* _Information given_
=====

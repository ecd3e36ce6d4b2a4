//! Second Brain - personal knowledge capture with AI recall
//!
//! Stores notes, links and insights, optionally summarized and tagged by a
//! hosted language model, and answers questions about them by
//! retrieve-then-generate prompting.
//!
//! # Architecture
//!
//! The system is organized into layers, leaves first:
//! - **Types**: Core data structures (KnowledgeItem, ItemType, filters)
//! - **Storage**: libSQL persistence behind the `KnowledgeStore` trait
//! - **Services**: AI gateway (Gemini / Anthropic) and capture/query orchestration
//! - **API**: axum HTTP handlers
//!
//! # Example
//!
//! ```ignore
//! use second_brain::{AiGateway, BrainService, LibsqlStore, ConnectionMode, Settings};
//!
//! #[tokio::main]
//! async fn main() -> anyhow::Result<()> {
//!     let settings = Settings::load(None)?;
//!     let store = LibsqlStore::open_initialized(settings.database.connection_mode()?).await?;
//!     let brain = BrainService::new(
//!         std::sync::Arc::new(store),
//!         AiGateway::from_settings(&settings.ai),
//!         settings.public_base_url.clone(),
//!     );
//!
//!     let result = brain.ask("what did I learn about Rust?").await?;
//!     println!("{}", result.answer);
//!     Ok(())
//! }
//! ```

pub mod api;
pub mod config;
pub mod error;
pub mod services;
pub mod storage;
pub mod types;

// Re-export commonly used types
pub use api::{ApiServer, ApiServerConfig, AppState};
pub use config::Settings;
pub use error::{BrainError, Result};
pub use services::{AiGateway, BrainService, CaptureRequest, RetryPolicy};
pub use storage::{ConnectionMode, KnowledgeStore, LibsqlStore};
pub use types::{ItemFilter, ItemId, ItemType, ItemUpdate, KnowledgeItem, NewItem};
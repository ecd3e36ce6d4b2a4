//! HTTP API for capturing and querying knowledge
//!
//! Provides:
//! - Item CRUD with filtering (`/items`, `/items/create`, `/items/:id`)
//! - Distinct tag listing (`/tags`)
//! - Conversational queries, private (`/query`) and public (`/public/brain/query`)
//! - Schema initialization (`/init-db`) and health (`/health`)

pub mod error;
pub mod items;
pub mod query;
pub mod server;

pub use error::ApiError;
pub use server::{ApiServer, ApiServerConfig, AppState};
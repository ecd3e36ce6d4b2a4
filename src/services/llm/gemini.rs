//! Google Gemini `generateContent` transport

use super::{check_status, CompletionTransport, ProviderConfig, TransportError};
use async_trait::async_trait;
use secrecy::ExposeSecret;
use serde::{Deserialize, Serialize};
use tracing::debug;

#[derive(Debug, Serialize)]
#[serde(rename_all = "camelCase")]
struct GenerateContentRequest<'a> {
    contents: Vec<RequestContent<'a>>,
    generation_config: GenerationConfig,
}

#[derive(Debug, Serialize)]
struct RequestContent<'a> {
    parts: Vec<RequestPart<'a>>,
}

#[derive(Debug, Serialize)]
struct RequestPart<'a> {
    text: &'a str,
}

#[derive(Debug, Serialize)]
#[serde(rename_all = "camelCase")]
struct GenerationConfig {
    temperature: f32,
    max_output_tokens: u32,
}

#[derive(Debug, Default, Deserialize)]
struct GenerateContentResponse {
    #[serde(default)]
    candidates: Vec<Candidate>,
}

#[derive(Debug, Deserialize)]
struct Candidate {
    #[serde(default)]
    content: Option<CandidateContent>,
}

#[derive(Debug, Deserialize)]
struct CandidateContent {
    #[serde(default)]
    parts: Vec<ResponsePart>,
}

#[derive(Debug, Deserialize)]
struct ResponsePart {
    #[serde(default)]
    text: Option<String>,
}

impl GenerateContentResponse {
    /// First candidate's first text part, trimmed; empty when missing
    fn into_text(self) -> String {
        self.candidates
            .into_iter()
            .next()
            .and_then(|c| c.content)
            .and_then(|c| c.parts.into_iter().next())
            .and_then(|p| p.text)
            .map(|t| t.trim().to_string())
            .unwrap_or_default()
    }
}

/// Gemini REST client
pub struct GeminiTransport {
    client: reqwest::Client,
    config: ProviderConfig,
}

impl GeminiTransport {
    pub fn new(client: reqwest::Client, config: ProviderConfig) -> Self {
        Self { client, config }
    }

    fn url(&self) -> String {
        format!(
            "{}/models/{}:generateContent",
            self.config.base_url(),
            self.config.model
        )
    }
}

#[async_trait]
impl CompletionTransport for GeminiTransport {
    fn name(&self) -> &'static str {
        "gemini"
    }

    fn has_credentials(&self) -> bool {
        self.config
            .api_key
            .as_ref()
            .is_some_and(|k| !k.expose_secret().is_empty())
    }

    async fn send(&self, prompt: &str) -> Result<String, TransportError> {
        let api_key = self
            .config
            .api_key
            .as_ref()
            .ok_or_else(|| TransportError::Request("GEMINI_API_KEY not set".to_string()))?;

        let request = GenerateContentRequest {
            contents: vec![RequestContent {
                parts: vec![RequestPart { text: prompt }],
            }],
            generation_config: GenerationConfig {
                temperature: self.config.temperature,
                max_output_tokens: self.config.max_output_tokens,
            },
        };

        debug!(model = %self.config.model, "Calling Gemini generateContent");

        let response = self
            .client
            .post(self.url())
            .query(&[("key", api_key.expose_secret())])
            .json(&request)
            .send()
            .await
            .map_err(|e| TransportError::Request(e.without_url().to_string()))?;

        let response = check_status(response).await?;
        let body: GenerateContentResponse = response
            .json()
            .await
            .map_err(|e| TransportError::Decode(e.without_url().to_string()))?;

        Ok(body.into_text())
    }
}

=====

* _What to work on_
Your response must contain all of the records, copied exactly.

* _Output for this exercise_
repository ecd3e36ce6d4b2a4
//! Second Brain - personal knowledge capture with AI recall
//!
//! Stores notes, links and insights, optionally summarized and tagged by a
//! hosted language model, and answers questions about them by
//! retrieve-then-generate prompting.
//!
//! # Architecture
//!
//! The system is organized into layers, leaves first:
//! - **Types**: Core data structures (KnowledgeItem, ItemType, filters)
//! - **Storage**: libSQL persistence behind the `KnowledgeStore` trait
//! - **Services**: AI gateway (Gemini / Anthropic) and capture/query orchestration
//! - **API**: axum HTTP handlers
//!
//! # Example
//!
//! ```ignore
//! use second_brain::{AiGateway, BrainService, LibsqlStore, ConnectionMode, Settings};
//!
//! #[tokio::main]
//! async fn main() -> anyhow::Result<()> {
//!     let settings = Settings::load(None)?;
//!     let store = LibsqlStore::open_initialized(settings.database.connection_mode()?).await?;
//!     let brain = BrainService::new(
//!         std::sync::Arc::new(store),
//!         AiGateway::from_settings(&settings.ai),
//!         settings.public_base_url.clone(),
//!     );
//!
//!     let result = brain.ask("what did I learn about Rust?").await?;
//!     println!("{}", result.answer);
//!     Ok(())
//! }
//! ```

pub mod api;
pub mod config;
pub mod error;
pub mod services;
pub mod storage;
pub mod types;

// Re-export commonly used types
pub use api::{ApiServer, ApiServerConfig, AppState};
pub use config::Settings;
pub use error::{BrainError, Result};
pub use services::{AiGateway, BrainService, CaptureRequest, RetryPolicy};
pub use storage::{ConnectionMode, KnowledgeStore, LibsqlStore};
pub use types::{ItemFilter, ItemId, ItemType, ItemUpdate, KnowledgeItem, NewItem};
repository ecd3e36ce6d4b2a4
//! HTTP API for capturing and querying knowledge
//!
//! Provides:
//! - Item CRUD with filtering (`/items`, `/items/create`, `/items/:id`)
//! - Distinct tag listing (`/tags`)
//! - Conversational queries, private (`/query`) and public (`/public/brain/query`)
//! - Schema initialization (`/init-db`) and health (`/health`)

pub mod error;
pub mod items;
pub mod query;
pub mod server;

pub use error::ApiError;
pub use server::{ApiServer, ApiServerConfig, AppState};
repository ecd3e36ce6d4b2a4
filename src/services/llm/gemini.rs
//! Google Gemini `generateContent` transport

use super::{check_status, CompletionTransport, ProviderConfig, TransportError};
use async_trait::async_trait;
use secrecy::ExposeSecret;
use serde::{Deserialize, Serialize};
use tracing::debug;

#[derive(Debug, Serialize)]
#[serde(rename_all = "camelCase")]
struct GenerateContentRequest<'a> {
    contents: Vec<RequestContent<'a>>,
    generation_config: GenerationConfig,
}

#[derive(Debug, Serialize)]
struct RequestContent<'a> {
    parts: Vec<RequestPart<'a>>,
}

#[derive(Debug, Serialize)]
struct RequestPart<'a> {
    text: &'a str,
}

#[derive(Debug, Serialize)]
#[serde(rename_all = "camelCase")]
struct GenerationConfig {
    temperature: f32,
    max_output_tokens: u32,
}

#[derive(Debug, Default, Deserialize)]
struct GenerateContentResponse {
    #[serde(default)]
    candidates: Vec<Candidate>,
}

#[derive(Debug, Deserialize)]
struct Candidate {
    #[serde(default)]
    content: Option<CandidateContent>,
}

#[derive(Debug, Deserialize)]
struct CandidateContent {
    #[serde(default)]
    parts: Vec<ResponsePart>,
}

#[derive(Debug, Deserialize)]
struct ResponsePart {
    #[serde(default)]
    text: Option<String>,
}

impl GenerateContentResponse {
    /// First candidate's first text part, trimmed; empty when missing
    fn into_text(self) -> String {
        self.candidates
            .into_iter()
            .next()
            .and_then(|c| c.content)
            .and_then(|c| c.parts.into_iter().next())
            .and_then(|p| p.text)
            .map(|t| t.trim().to_string())
            .unwrap_or_default()
    }
}

/// Gemini REST client
pub struct GeminiTransport {
    client: reqwest::Client,
    config: ProviderConfig,
}

impl GeminiTransport {
    pub fn new(client: reqwest::Client, config: ProviderConfig) -> Self {
        Self { client, config }
    }

    fn url(&self) -> String {
        format!(
            "{}/models/{}:generateContent",
            self.config.base_url(),
            self.config.model
        )
    }
}

#[async_trait]
impl CompletionTransport for GeminiTransport {
    fn name(&self) -> &'static str {
        "gemini"
    }

    fn has_credentials(&self) -> bool {
        self.config
            .api_key
            .as_ref()
            .is_some_and(|k| !k.expose_secret().is_empty())
    }

    async fn send(&self, prompt: &str) -> Result<String, TransportError> {
        let api_key = self
            .config
            .api_key
            .as_ref()
            .ok_or_else(|| TransportError::Request("GEMINI_API_KEY not set".to_string()))?;

        let request = GenerateContentRequest {
            contents: vec![RequestContent {
                parts: vec![RequestPart { text: prompt }],
            }],
            generation_config: GenerationConfig {
                temperature: self.config.temperature,
                max_output_tokens: self.config.max_output_tokens,
            },
        };

        debug!(model = %self.config.model, "Calling Gemini generateContent");

        let response = self
            .client
            .post(self.url())
            .query(&[("key", api_key.expose_secret())])
            .json(&request)
            .send()
            .await
            .map_err(|e| TransportError::Request(e.without_url().to_string()))?;

        let response = check_status(response).await?;
        let body: GenerateContentResponse = response
            .json()
            .await
            .map_err(|e| TransportError::Decode(e.without_url().to_string()))?;

        Ok(body.into_text())
    }
}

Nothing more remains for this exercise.